The Escape Club singles chronology
| "Wild Wild West" (1988) | "Shake for the Sheik" (1988) | "Walking Through Walls" (1989) |

= Shake for the Sheik =

1988 single by the Escape Club

"Shake for the Sheik" is a song by English pop-rock band the Escape Club, from their 1988 album Wild Wild West.
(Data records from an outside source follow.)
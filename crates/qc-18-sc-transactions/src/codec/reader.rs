//! Bounds-checked cursor over payload bytes.

use crate::errors::{CodecError, Result};

/// Forward-only reader. Every read either consumes exactly the requested
/// bytes or fails with `TruncatedData` and consumes nothing.
#[derive(Debug)]
pub struct PayloadReader<'a> {
    data: &'a [u8],
    pos: usize,
}

impl<'a> PayloadReader<'a> {
    /// Reader positioned at the start of `data`.
    pub fn new(data: &'a [u8]) -> Self {
        Self { data, pos: 0 }
    }

    /// Bytes not yet consumed.
    pub fn remaining(&self) -> usize {
        self.data.len() - self.pos
    }

    /// Bytes consumed so far.
    pub fn position(&self) -> usize {
        self.pos
    }

    /// True once every byte has been consumed.
    pub fn is_exhausted(&self) -> bool {
        self.remaining() == 0
    }

    /// Reads `len` bytes. `field` names the structure in the error.
    pub fn read_slice(&mut self, len: usize, field: &'static str) -> Result<&'a [u8]> {
        let available = self.remaining();
        if available < len {
            return Err(CodecError::TruncatedData {
                field,
                needed: len,
                available,
            });
        }
        let slice = &self.data[self.pos..self.pos + len];
        self.pos += len;
        Ok(slice)
    }

    /// Reads exactly `N` bytes into an array.
    pub fn read_array<const N: usize>(&mut self, field: &'static str) -> Result<[u8; N]> {
        let slice = self.read_slice(N, field)?;
        let mut out = [0u8; N];
        out.copy_from_slice(slice);
        Ok(out)
    }

    /// Reads one byte.
    pub fn read_u8(&mut self, field: &'static str) -> Result<u8> {
        self.read_array::<1>(field).map(|b| b[0])
    }

    /// Reads a big-endian u16.
    pub fn read_u16(&mut self, field: &'static str) -> Result<u16> {
        self.read_array(field).map(u16::from_be_bytes)
    }

    /// Reads a big-endian u32.
    pub fn read_u32(&mut self, field: &'static str) -> Result<u32> {
        self.read_array(field).map(u32::from_be_bytes)
    }

    /// Reads a big-endian u64.
    pub fn read_u64(&mut self, field: &'static str) -> Result<u64> {
        self.read_array(field).map(u64::from_be_bytes)
    }
}
//! # State Block Codec
//!
//! ```text
//! scid                65 bytes
//! state index          4 bytes  u32 big-endian
//! timestamp            8 bytes  i64 stored as u64 big-endian
//! request id          34 bytes
//! hash flag            1 byte   0x00 absent, any other value present
//! state update hash   32 bytes  only if flag is nonzero
//! ```

use super::reader::PayloadReader;
use crate::domain::{
    HashValue, RequestId, ScId, StateBlock, HASH_LENGTH, REQUEST_ID_LENGTH, SC_ID_LENGTH,
};
use crate::errors::Result;

/// Flag byte written when the state update hash is absent.
pub const HASH_ABSENT: u8 = 0x00;
/// Flag byte written when the state update hash is present.
pub const HASH_PRESENT: u8 = 0xFF;

/// Encoded size of a state block without its optional hash.
pub const FIXED_LENGTH: usize = SC_ID_LENGTH + 4 + 8 + REQUEST_ID_LENGTH + 1;

/// Exact encoded size of `block`.
pub fn encoded_len(block: &StateBlock) -> usize {
    FIXED_LENGTH
        + if block.state_update_hash().is_some() {
            HASH_LENGTH
        } else {
            0
        }
}

/// Appends the encoded `block` to `out`.
pub fn encode_into(block: &StateBlock, out: &mut Vec<u8>) {
    out.extend_from_slice(block.scid().as_bytes());
    out.extend_from_slice(&block.state_index().to_be_bytes());
    out.extend_from_slice(&(block.timestamp() as u64).to_be_bytes());
    out.extend_from_slice(block.request_id().as_bytes());
    match block.state_update_hash() {
        Some(hash) => {
            out.push(HASH_PRESENT);
            out.extend_from_slice(hash.as_bytes());
        }
        None => out.push(HASH_ABSENT),
    }
}

/// Encodes one state block on its own.
pub fn encode(block: &StateBlock) -> Vec<u8> {
    let mut out = Vec::with_capacity(encoded_len(block));
    encode_into(block, &mut out);
    out
}

/// Reads one state block. The flag byte alone decides whether hash bytes
/// follow.
pub fn decode(reader: &mut PayloadReader<'_>) -> Result<StateBlock> {
    let scid = ScId(reader.read_array("state block scid")?);
    let state_index = reader.read_u32("state index")?;
    let timestamp = reader.read_u64("timestamp")? as i64;
    let request_id = RequestId(reader.read_array("request id")?);
    let flag = reader.read_u8("state update hash flag")?;

    let mut block = StateBlock::new(scid, state_index, request_id).with_timestamp(timestamp);
    if flag != HASH_ABSENT {
        let hash = HashValue(reader.read_array("state update hash")?);
        block = block.with_state_update_hash(hash);
    }
    Ok(block)
}
//! Domain Layer - Pure value types
//!
//! This layer contains:
//! - Fixed-length identifiers (`ScId`, `RequestId`, ...)
//! - SC blocks (`StateBlock`, `RequestBlock`) and the `ScPayload` they form
//! - Codec configuration
//!
//! RULES:
//! - No I/O operations
//! - No async code

pub mod config;
pub mod entities;
pub mod identifiers;

pub use config::{
    CodecConfig, CodecConfigBuilder, RequestBodyFraming, TrailingDataPolicy, MAX_FRAMED_BODY_LEN,
};
pub use entities::{RequestBlock, ScPayload, StateBlock};
pub use identifiers::{
    Address, Color, HashValue, RequestId, ScId, TransactionId, ADDRESS_LENGTH, COLOR_LENGTH,
    HASH_LENGTH, REQUEST_ID_LENGTH, SC_ID_LENGTH,
};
Written by the band members and produced by Chris Kimsey, the song was released as the album's second single and reached number 28 on the U.S. Billboard Hot 100 chart in January 1989.

==Release and reception==
"Shake for the Sheik", the follow-up to the U.S. number one hit "Wild, Wild West", was released as a single in November 1988. The song entered the Billboard Hot 100 singles chart at number 81 in December.
The song spent five weeks in the Top 40 section of the chart, peaking at number 28 in January 1989. The single remained on the Hot 100 for 14 weeks. "Shake for the Sheik" reached number 24 on the Singles Sales chart and number 28 on the Hot 100 Airplay chart.
The song also reached number 46 on the New Zealand Singles Chart.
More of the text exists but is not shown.